Court of Appeals of Texas, Twelfth District, Tyler

October 17, 2019

HUTCH AVIATION, INC., APPELLANT
v.
SHARON L. TEAL AND MIKE TEMPLETON, APPELLEES

          Appeal from the 159th District Court of Angelina County, Texas (Tr.Ct.No. CV-00133-16-03)

          Panel consisted of Worthen, C.J., Hoyle, J., and Neeley, J.

          MEMORANDUM OPINION

          JAMES T. WORTHEN, CHIEF JUSTICE

         Hutch Aviation, Inc. (Hutch) appeals the judgment entered against it in favor of Sharon L. Teal and Mike Templeton. It presents four issues on appeal. We affirm.

         Background

         In 2014, Templeton was in the process of purchasing an aircraft from Teal. In August 2014, Templeton took the plane to Hutch seeking maintenance and repairs, including an annual inspection and an airworthiness certificate. Jeffrey Shives oversaw the maintenance of the aircraft. He spoke with Templeton and agreed to perform the required maintenance. When he determined certain work needed to be done, Shives contacted Templeton who would approve the service. Shives would then tell Templeton the cost, and Templeton provided payment.

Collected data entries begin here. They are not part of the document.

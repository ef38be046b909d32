//! Byte-counting reader, used to pin down framing bugs: wrap a decoder's
//! stream in [`CountingReader`] and compare bytes consumed against what the
//! rectangle header claimed.

use std::io;
use std::pin::Pin;
use std::sync::atomic::{AtomicU64, Ordering};
use std::sync::Arc;
use std::task::{Context, Poll};
use tokio::io::{AsyncRead, ReadBuf};

/// Wraps an [`AsyncRead`], tallying total bytes read in an [`AtomicU64`] so
/// the count can be sampled from another task via [`counter`](Self::counter).
#[derive(Debug)]
pub struct CountingReader<R> {
    inner: R,
    bytes_read: Arc<AtomicU64>,
}

impl<R> CountingReader<R> {
    /// Create a new CountingReader wrapping the given reader.
    pub fn new(inner: R) -> Self {
        Self {
            inner,
            bytes_read: Arc::new(AtomicU64::new(0)),
        }
    }

    /// Get the total number of bytes read so far.
    pub fn bytes_read(&self) -> u64 {
        self.bytes_read.load(Ordering::Relaxed)
    }

    /// Reset the byte counter to zero.
    pub fn reset_counter(&self) {
        self.bytes_read.store(0, Ordering::Relaxed);
    }

    /// Clones the counter handle so byte count can be read from elsewhere
    /// while this reader is still borrowed.
    pub fn counter(&self) -> Arc<AtomicU64> {
        Arc::clone(&self.bytes_read)
    }

    pub fn into_inner(self) -> R {
        self.inner
    }

    pub fn get_ref(&self) -> &R {
        &self.inner
    }

    pub fn get_mut(&mut self) -> &mut R {
        &mut self.inner
    }
}

impl<R: AsyncRead + Unpin> AsyncRead for CountingReader<R> {
    fn poll_read(
        mut self: Pin<&mut Self>,
        cx: &mut Context<'_>,
        buf: &mut ReadBuf<'_>,
    ) -> Poll<io::Result<()>> {
        let before = buf.filled().len();
        let result = Pin::new(&mut self.inner).poll_read(cx, buf);
        let after = buf.filled().len();
        let bytes_read = (after - before) as u64;
        self.bytes_read.fetch_add(bytes_read, Ordering::Relaxed);
        result
    }
}

/// Reads exactly `len` bytes into a freshly allocated `Vec`, for decoders
/// that need the whole payload in memory before they can parse it.
pub async fn read_exact_to_vec<R: AsyncRead + Unpin>(
    reader: &mut R,
    len: usize,
) -> io::Result<Vec<u8>> {
    let mut buf = vec![0u8; len];
    tokio::io::AsyncReadExt::read_exact(reader, &mut buf).await?;
    Ok(buf)
}
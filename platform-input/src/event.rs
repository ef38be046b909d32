//! Toolkit-neutral input event types.
//!
//! The dispatcher is driven by [`InputEvent`], which a host application
//! constructs from whatever windowing toolkit it uses (winit, SDL, a
//! browser's DOM events, ...). This keeps `platform-input` free of any
//! dependency on a specific windowing crate.

/// A platform-independent key identity.
///
/// Covers the subset of keys the RFB keysym mapping needs. Unknown or
/// unmapped host keys should be passed through as `None` in [`InputEvent::Key`].
#[derive(Debug, Clone, Copy, PartialEq, Eq, Hash)]
#[allow(missing_docs)]
pub enum KeyCode {
    A, B, C, D, E, F, G, H, I, J, K, L, M,
    N, O, P, Q, R, S, T, U, V, W, X, Y, Z,
    Digit0, Digit1, Digit2, Digit3, Digit4,
    Digit5, Digit6, Digit7, Digit8, Digit9,
    Space, Return, Escape, Backspace, Tab,
    Delete, Insert, Home, End, PageUp, PageDown,
    Left, Up, Right, Down,
    F1, F2, F3, F4, F5, F6, F7, F8, F9, F10, F11, F12,
    LShift, RShift, LControl, RControl, LAlt, RAlt, LSuper, RSuper,
    Minus, Equals, Grave, LBracket, RBracket, Backslash,
    Semicolon, Apostrophe, Comma, Period, Slash,
    CapsLock, NumLock,
}

/// A mouse button identity.
#[derive(Debug, Clone, Copy, PartialEq, Eq, Hash)]
pub enum MouseButton {
    /// Left (primary) button.
    Left,
    /// Middle button, usually the scroll wheel click.
    Middle,
    /// Right (secondary) button.
    Right,
}

/// Snapshot of which keyboard modifiers are currently held.
#[derive(Debug, Clone, Copy, PartialEq, Eq, Default)]
pub struct Modifiers {
    /// Shift key.
    pub shift: bool,
    /// Control key.
    pub control: bool,
    /// Alt/Option key.
    pub alt: bool,
    /// Super/Windows/Command key.
    pub logo: bool,
}

/// A scroll delta, in either discrete wheel lines or continuous pixels.
#[derive(Debug, Clone, Copy, PartialEq)]
pub enum ScrollDelta {
    /// Discrete notches, as reported by a physical mouse wheel.
    Lines { x: f32, y: f32 },
    /// Continuous pixel delta, as reported by a trackpad.
    Pixels { x: f32, y: f32 },
}

/// A single input event from the host windowing toolkit.
#[derive(Debug, Clone, Copy, PartialEq)]
pub enum InputEvent {
    /// Pointer moved to an absolute window position.
    PointerMove {
        /// X coordinate in window pixels.
        x: i32,
        /// Y coordinate in window pixels.
        y: i32,
    },
    /// A mouse button changed state.
    PointerButton {
        /// Which button.
        button: MouseButton,
        /// `true` if pressed, `false` if released.
        down: bool,
    },
    /// A scroll/wheel event.
    WheelScroll(ScrollDelta),
    /// A key changed state. `key` is `None` if the host could not map the
    /// physical key to a [`KeyCode`]; such events are ignored.
    Key {
        /// The mapped key, if recognised.
        key: Option<KeyCode>,
        /// `true` if pressed, `false` if released.
        down: bool,
    },
    /// A printable Unicode character was typed (IME/composed input).
    TextInput(char),
    /// The set of held modifier keys changed.
    ModifiersChanged(Modifiers),
}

         In September 2014, Shives began compiling an invoice for the maintenance performed on the airplane. The invoice was completed after Hutch concluded its work on the aircraft, which Shives testified to be either November 2014 or January 2015. The invoice included $1, 250 for hangar rent and $2, 400 for the annual inspection. Hutch sent the invoice to Teal because Teal was the registered owner of the airplane. Templeton did not see the invoice until September 2015. Templeton stated that he did not agree to pay hangar rent and disputed the amount charged for the annual inspection.

          In August 2015, the airport evicted Hutch from the hangar in which it was storing Teal's and Templeton's airplane. The airport's airplane manager removed Hutch's lock and placed a new one on the hangar. When Templeton later learned that Hutch was behind on its hangar rent, he paid $2, 270 to the airport. On September 28, Shives wrote a letter to the Federal Aviation Administration (FAA) in which he requested a lien be placed on the airplane.

         From June 2015 until January 2016, Templeton inquired about the status of the airplane's repairs. Templeton further stated that he wished to discuss the invoice, come to an agreement, pay for the amount owed, and acquire the airplane's logbooks. However, that never occurred. Hutch believed it was entitled to the balance of the invoice, which totaled $8, 876.14. Templeton believed he should not have to pay the hangar rent and should be credited for the amount he paid the airport on behalf of Hutch. He believed he owed $5, 356.14 to Hutch.

         After several months of the parties failing to reach an agreement regarding the invoice, Hutch filed suit against Teal and Templeton. In its petition, Hutch alleged breach of contract, promissory estoppel, suit on a sworn account, quantum meruit, unjust enrichment, conversion, fraud, negligent misrepresentation, and breach of the peace. Teal and Templeton counterclaimed for conversion of the logbooks and a declaratory judgment that the lien is invalid. Both parties sought attorney's fees.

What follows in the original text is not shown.